Car crashes often cause a variety of traumatic injuries. Traumatic brain injury can be a real possibility, even if you do not recall hitting your head or have external signs of trauma.

TBI can have long-range, serious consequences on your life, which are often not immediately apparent in the aftermath of the accident. Even mild TBI can substantially affect your ability to earn money and enjoy your life.

Delayed symptoms

Even if you go to the emergency room right after the crash, you may not get a TBI diagnosis, especially if it is mild. Symptoms may begin appearing several hours or several months later. Thus, it is important to make a follow-up appointment with a doctor who can conduct a comprehensive checkup. 
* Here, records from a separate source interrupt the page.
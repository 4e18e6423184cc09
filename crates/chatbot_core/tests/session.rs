use std::sync::Once;

use chatbot_core::{
    update, AttachedFile, Effect, ErrorKind, Msg, Sender, SessionState,
};

fn init_logging() {
    static INIT: Once = Once::new();
    INIT.call_once(chat_logging::initialize_for_tests);
}

fn submit_question(state: SessionState, input: &str) -> (SessionState, Vec<Effect>) {
    let (state, _) = update(state, Msg::InputChanged(input.to_string()));
    update(state, Msg::Submitted)
}

fn respond(state: SessionState, request_id: u64, text: &str) -> (SessionState, Vec<Effect>) {
    update(
        state,
        Msg::ResponseArrived {
            request_id,
            result: Ok(text.to_string()),
        },
    )
}

fn fail(state: SessionState, request_id: u64, kind: ErrorKind) -> (SessionState, Vec<Effect>) {
    update(
        state,
        Msg::ResponseArrived {
            request_id,
            result: Err(kind),
        },
    )
}

fn tick(state: SessionState, now_ms: u64) -> (SessionState, Vec<Effect>) {
    update(state, Msg::Tick { now_ms })
}

fn pdf(name: &str) -> AttachedFile {
    AttachedFile {
        name: name.to_string(),
        mime: "application/pdf".to_string(),
        bytes: b"%PDF-1.4".to_vec(),
    }
}

#[test]
fn empty_input_never_submits() {
    init_logging();
    let state = SessionState::new();

    let (state, effects) = submit_question(state, "");
    assert!(effects.is_empty());
    assert!(state.view().messages.is_empty());

    let (state, effects) = submit_question(state, "   \n  ");
    assert!(effects.is_empty());
    assert!(state.view().messages.is_empty());
    assert!(!state.view().busy);
}

#[test]
fn submit_appends_user_message_and_emits_chat_effect() {
    init_logging();
    let state = SessionState::new();

    let (state, effects) = submit_question(state, "¿Qué es NICSP 1?");
    let view = state.view();

    assert_eq!(view.messages.len(), 1);
    assert_eq!(view.messages[0].sender, Sender::User);
    assert_eq!(view.messages[0].text, "¿Qué es NICSP 1?");
    assert_eq!(view.messages[0].attachment_name, None);
    assert!(view.busy);
    assert!(view.input.is_empty());
    assert_eq!(
        effects,
        vec![Effect::SendChat {
            request_id: 1,
            message: "¿Qué es NICSP 1?".to_string(),
        }]
    );
}

#[test]
fn response_is_revealed_and_ends_verbatim() {
    init_logging();
    let state = SessionState::new();
    let (state, _effects) = submit_question(state, "¿Qué es NICSP 1?");

    let (state, _effects) = respond(state, 1, "NICSP 1 trata de...");
    let view = state.view();
    assert!(!view.busy);
    assert_eq!(view.messages.len(), 2);
    assert_eq!(view.messages[1].sender, Sender::Bot);
    // The reveal has not ticked yet; the bot message starts empty.
    assert_eq!(view.messages[1].text, "");

    // Far beyond the reveal duration the full text must be shown, exactly.
    let (state, _effects) = tick(state, 60_000);
    assert_eq!(state.view().messages[1].text, "NICSP 1 trata de...");
}

#[test]
fn empty_response_becomes_error_message() {
    init_logging();
    let state = SessionState::new();
    let (state, _effects) = submit_question(state, "hola");

    let (state, _effects) = respond(state, 1, "   \n");
    let view = state.view();

    assert!(!view.busy);
    assert_eq!(view.messages.len(), 2);
    assert_eq!(view.messages[1].sender, Sender::Bot);
    assert_eq!(view.messages[1].text, ErrorKind::EmptyResponse.user_text());
}

#[test]
fn error_kinds_map_to_distinct_messages() {
    init_logging();
    let state = SessionState::new();
    let (state, _effects) = submit_question(state, "hola");
    let (state, _effects) = fail(state, 1, ErrorKind::QuotaExceeded);

    let quota_text = state.view().messages[1].text.clone();
    assert_eq!(quota_text, ErrorKind::QuotaExceeded.user_text());
    assert_ne!(quota_text, ErrorKind::Generic.user_text());
    assert_ne!(quota_text, ErrorKind::ServerError.user_text());

    // Every error path leaves the session resubmittable.
    let (state, effects) = submit_question(state, "otra pregunta");
    assert_eq!(effects.len(), 1);
    assert!(state.view().busy);
}

#[test]
fn submission_rejected_while_request_in_flight() {
    init_logging();
    let state = SessionState::new();
    let (state, _effects) = submit_question(state, "primera");

    let (state, effects) = submit_question(state, "segunda");
    assert!(effects.is_empty());
    assert_eq!(state.view().messages.len(), 1);
}

#[test]
fn submission_rejected_while_revealing_then_accepted() {
    init_logging();
    let state = SessionState::new();
    let (state, _effects) = submit_question(state, "primera");
    let (state, _effects) = respond(state, 1, "hola");

    // Reveal in progress: new submissions are dropped.
    let (state, effects) = submit_question(state, "segunda");
    assert!(effects.is_empty());
    assert_eq!(state.view().messages.len(), 2);

    // Once the reveal finishes the session accepts input again.
    let (state, _effects) = tick(state, 60_000);
    let (state, effects) = submit_question(state, "segunda");
    assert_eq!(effects.len(), 1);
    assert_eq!(state.view().messages.len(), 3);
}

#[test]
fn non_pdf_attachment_rejected_with_alert() {
    init_logging();
    let state = SessionState::new();

    let file = AttachedFile {
        name: "notas.txt".to_string(),
        mime: "text/plain".to_string(),
        bytes: vec![1, 2, 3],
    };
    let (mut state, effects) = update(state, Msg::FileSelected(file));
    let view = state.view();

    assert!(effects.is_empty());
    assert!(view.messages.is_empty());
    assert_eq!(view.attachment_name, None);
    assert!(view.alert.is_some());
    assert!(state.consume_dirty());

    let (state, _effects) = update(state, Msg::AlertDismissed);
    assert_eq!(state.view().alert, None);
}

#[test]
fn pdf_attachment_submits_multipart_effect() {
    init_logging();
    let state = SessionState::new();

    let (state, _effects) = update(state, Msg::FileSelected(pdf("nicsp.pdf")));
    assert_eq!(state.view().attachment_name.as_deref(), Some("nicsp.pdf"));
    assert_eq!(state.view().alert, None);

    let (state, effects) = submit_question(state, "resume esto");
    let view = state.view();

    assert_eq!(
        effects,
        vec![Effect::SendUpload {
            request_id: 1,
            question: "resume esto".to_string(),
            file: pdf("nicsp.pdf"),
        }]
    );
    // The displayed user message carries both the question and the filename.
    assert_eq!(view.messages[0].text, "resume esto");
    assert_eq!(view.messages[0].attachment_name.as_deref(), Some("nicsp.pdf"));
    // The staged file is consumed by the submission.
    assert_eq!(view.attachment_name, None);
}

#[test]
fn attachment_can_be_cleared_before_submitting() {
    init_logging();
    let state = SessionState::new();

    let (state, _effects) = update(state, Msg::FileSelected(pdf("nicsp.pdf")));
    let (state, effects) = update(state, Msg::AttachmentCleared);
    assert!(effects.is_empty());
    assert_eq!(state.view().attachment_name, None);

    // Without an attachment the submission goes over the JSON endpoint.
    let (_state, effects) = submit_question(state, "hola");
    assert!(matches!(effects[0], Effect::SendChat { .. }));
}

#[test]
fn stale_response_is_ignored() {
    init_logging();
    let state = SessionState::new();
    let (state, _effects) = submit_question(state, "hola");
    let (state, _effects) = fail(state, 1, ErrorKind::CannotConnect);
    assert_eq!(state.view().messages.len(), 2);

    // A late completion for the already-resolved request changes nothing.
    let (state, effects) = respond(state, 1, "tarde");
    assert!(effects.is_empty());
    assert_eq!(state.view().messages.len(), 2);
    assert!(!state.view().busy);
}

#[test]
fn quit_cancels_pending_request() {
    init_logging();
    let state = SessionState::new();
    let (state, _effects) = submit_question(state, "hola");

    let (state, effects) = update(state, Msg::QuitRequested);
    assert_eq!(effects, vec![Effect::CancelRequest { request_id: 1 }]);
    assert!(!state.view().busy);
}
In cases of mild TBI, a person may suffer unconsciousness for up to 30 minutes. In many cases, this period can be as short as a few seconds. In the stress and confusion of the accident scene, this brief period and any accompanying disorientation can go unnoticed.

Watching for changes

Following the accident, it is important to monitor your physical and emotional health. Warning signs of TBI include headaches; fatigue; increased drowsiness; nausea; irritability; lack of focus; and various levels of impairment in speech, memory or movement. Different people may experience some of these and other symptoms in various combinations. While changes can occur due to other causes as well, it is prudent to note potential symptoms and see a doctor.

Effects on your life

Even mild TBI can disrupt your working and personal life. Mood swings, memory and speech impairments, and persistent pain can all create problems at work and make it difficult to sustain employment or advance in your career. These things can also impact your ability to build and nurture relationships with friends and family. 

Treatment

Treatments for TBI can vary and typically focus on improving symptoms, as there is currently no reliable way to repair damaged brain cells. You may need to take medications, attend rehabilitative therapy sessions or use assistive devices. Some people need at-home assistance.